I feel your pain, Emily. It’s bloody hard work when you are nothing but an ever present prop for a 4 year old’s imagination.
On a bit of a side note, another section of the article reinforces something I wrote about a couple days ago about overly safe (and ultimatley sterile) playgrounds for kids, and how play spaces these days are designed more for adult peace of mind that developing children.
Ms. Rosker has also campaigned, although unsuccessfully, to bring recess to her son’s elementary school. But school officials were too worried about potential injuries, unruliness and valuable time lost from academic pursuits to sign on to her idea and, she was surprised to find, many parents were similarly reluctant. “They said: ‘I’m not going to sign that. I’m sure there is a good reason why this is good for our kids — our school has good test scores.’ “
So, not only do we not want to give our kids challenging play spaces that help them develop, but we don’t even want to give them the time to do it because we are too concerned about “injuries and unruliness”. Something just feels wrong about that.
When it comes to playgrounds, a 5 year research study from UBC recommends municipal park planners dump the pricey playground equipment in favour of designing more natural spaces for kids to play.
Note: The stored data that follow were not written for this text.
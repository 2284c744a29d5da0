// Copyright (c) 2026 bad-antics
// Licensed under the MIT License. See LICENSE file in the project root.
// https://github.com/bad-antics/vigil-rs

//! WebSocket server for live view and the event feed
//!
//! - `/live/{camera_id}` binary JPEG frames, `?overlay=1` draws detections
//! - `/events` JSON detection, health and alert messages

use anyhow::Result;
use futures_util::{SinkExt, StreamExt};
use std::collections::HashMap;
use std::net::SocketAddr;
use std::sync::Arc;
use tokio::net::{TcpListener, TcpStream};
use tokio::sync::{broadcast, RwLock};
use tokio_tungstenite::tungstenite::handshake::server::{ErrorResponse, Request, Response};
use tokio_tungstenite::tungstenite::http::StatusCode;
use tokio_tungstenite::tungstenite::Message;
use tokio_tungstenite::{accept_hdr_async, WebSocketStream};
use tracing::{debug, error, info, warn};

use super::hub::{BroadcastHub, LiveFrame};
use super::LiveConfig;
use crate::core::EventBus;
use crate::events::draw_detections;
use crate::stream::encode_jpeg;

/// Endpoint a client asked for
#[derive(Debug, Clone, PartialEq, Eq)]
pub enum Route {
    Live { camera_id: String, overlay: bool },
    Events,
}

/// Parse a request path with optional query string
pub fn parse_route(path: &str) -> Option<Route> {
    let (path, query) = match path.split_once('?') {
        Some((p, q)) => (p, q),
        None => (path, ""),
    };
    let path = path.trim_end_matches('/');

    if path == "/events" {
        return Some(Route::Events);
    }

    let camera_id = path.strip_prefix("/live/")?;
    if camera_id.is_empty() || camera_id.contains('/') {
        return None;
    }

    let overlay = query
        .split('&')
        .any(|kv| kv == "overlay" || kv == "overlay=1" || kv == "overlay=true");

    Some(Route::Live {
        camera_id: camera_id.to_string(),
        overlay,
    })
}

struct ClientHandle {
    addr: SocketAddr,
    /// `None` until the handshake completes
    route: Option<Route>,
}

/// WebSocket server over the broadcast hub and the event bus
pub struct LiveViewServer {
    port: u16,
    max_clients: usize,
    jpeg_quality: u8,
    hub: Arc<BroadcastHub>,
    bus: Arc<EventBus>,
    clients: Arc<RwLock<HashMap<String, ClientHandle>>>,
}

impl LiveViewServer {
    pub fn new(config: &LiveConfig, hub: Arc<BroadcastHub>, bus: Arc<EventBus>) -> Self {
        Self {
            port: config.websocket_port,
            max_clients: config.websocket_max_clients,
            jpeg_quality: config.jpeg_quality,
            hub,
            bus,
            clients: Arc::new(RwLock::new(HashMap::new())),
        }
    }

    /// Bind and serve in the background until `shutdown` fires. Returns the bound address.
    pub async fn start(&self, mut shutdown: broadcast::Receiver<()>) -> Result<SocketAddr> {
        let addr = format!("0.0.0.0:{}", self.port);
        let listener = TcpListener::bind(&addr).await?;
        let local = listener.local_addr()?;

        info!("Live view listening on ws://{}", local);

        let clients = self.clients.clone();
        let max_clients = self.max_clients;
        let hub = self.hub.clone();
        let bus = self.bus.clone();
        let quality = self.jpeg_quality;

        tokio::spawn(async move {
            loop {
                tokio::select! {
                    accept_result = listener.accept() => {
                        match accept_result {
                            Ok((stream, addr)) => {
                                // the slot is held from accept, handshake included
                                let client_id = {
                                    let mut clients = clients.write().await;
                                    if clients.len() >= max_clients {
                                        warn!("Max clients reached, rejecting connection from {}", addr);
                                        continue;
                                    }
                                    let client_id = uuid::Uuid::new_v4().to_string();
                                    clients.insert(client_id.clone(), ClientHandle { addr, route: None });
                                    client_id
                                };

                                tokio::spawn(handle_connection(
                                    stream,
                                    addr,
                                    client_id,
                                    clients.clone(),
                                    hub.clone(),
                                    bus.clone(),
                                    quality,
                                ));
                            }
                            Err(e) => {
                                error!("Accept error: {}", e);
                            }
                        }
                    }
                    _ = shutdown.recv() => {
                        info!("Live view server shutting down");
                        break;
                    }
                }
            }
        });

        Ok(local)
    }

    pub async fn client_count(&self) -> usize {
        self.clients.read().await.len()
    }

    /// Number of viewers per camera
    pub async fn viewers(&self) -> HashMap<String, usize> {
        let mut counts = HashMap::new();
        for client in self.clients.read().await.values() {
            if let Some(Route::Live { camera_id, .. }) = &client.route {
                *counts.entry(camera_id.clone()).or_insert(0) += 1;
            }
        }
        counts
    }

    pub async fn client_addrs(&self) -> Vec<SocketAddr> {
        self.clients.read().await.values().map(|c| c.addr).collect()
    }
}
We found that outdoor play spaces that contain materials that children could manipulate — sand, water, mud, plants, pathways and other loose parts — offered more developmental and play opportunities than spaces without these elements.
The report seems to suggest that playground equipment is designed more for adult piece of mind rather than to challenge and aid kids in their development. Such an emphasis has been placed on safety that it has sucked all the challenge out of most contemporary play spaces.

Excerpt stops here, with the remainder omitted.